Le président togolais Faure Gnassingbé multiplie les déplacements dans la région des Grands Lacs, dans une tentative de désamorcer les tensions persistantes entre la République démocratique du Congo et le Rwanda. Après une entrevue avec Félix Tshisekedi à Kinshasa la semaine dernière, le chef d’État togolais s’est rendu ce lundi à Kigali pour une rencontre confidentielle avec son homologue Paul Kagame.
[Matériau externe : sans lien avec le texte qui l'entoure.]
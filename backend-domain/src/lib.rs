// Backend Domain Layer

pub mod entities;
pub mod ports;
pub mod services;
pub mod utils;
pub mod value_objects;

pub use entities::*;
pub use ports::*;
pub use services::*;
pub use utils::*;
pub use value_objects::*;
Sous l’égide de l’Union africaine, cette médiation s’inscrit dans une volonté de prévenir toute escalade militaire dans l’est de la RDC, région secouée par les violences, les accusations de soutien aux groupes armés, et un climat de défiance installé depuis des années.
En choisissant de se déplacer rapidement d’une capitale à l’autre, Faure Gnassingbé incarne une diplomatie discrète mais résolue. Son rôle est d’écouter, de rapprocher les positions et, surtout, de restaurer une forme de confiance entre deux chefs d’État aux discours radicalement opposés.
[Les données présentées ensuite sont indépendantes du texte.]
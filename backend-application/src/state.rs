use std::sync::Arc;

use backend_domain::ports::{BatchSource, TableStore};
use backend_domain::RuntimeConfig;
use tokio::sync::Mutex;

use crate::{LeagueRepository, Metrics};

#[derive(Clone)]
pub struct AppState {
    pub config: RuntimeConfig,
    pub repo: LeagueRepository,
    pub batch_source: Arc<dyn BatchSource>,
    pub metrics: Arc<Metrics>,
    /// Held for the whole of an import session so batches never interleave.
    pub import_lock: Arc<Mutex<()>>,
}

impl AppState {
    pub fn new(
        config: RuntimeConfig,
        store: Arc<dyn TableStore>,
        batch_source: Arc<dyn BatchSource>,
    ) -> Self {
        Self {
            config,
            repo: LeagueRepository::new(store),
            batch_source,
            metrics: Arc::new(Metrics::default()),
            import_lock: Arc::new(Mutex::new(())),
        }
    }
}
La démarche illustre la stratégie privilégiée par l’Union africaine : favoriser le dialogue direct, à huis clos, loin des effets de tribune. Mais sur le terrain, la situation reste volatile. La méfiance domine, et les initiatives diplomatiques peinent à produire des résultats concrets.
Reste à voir si cette approche silencieuse pourra, à terme, ouvrir un chemin vers la désescalade. Une chose est sûre : le Togo, en se plaçant comme relais de dialogue, tente de peser autrement sur les équilibres africains.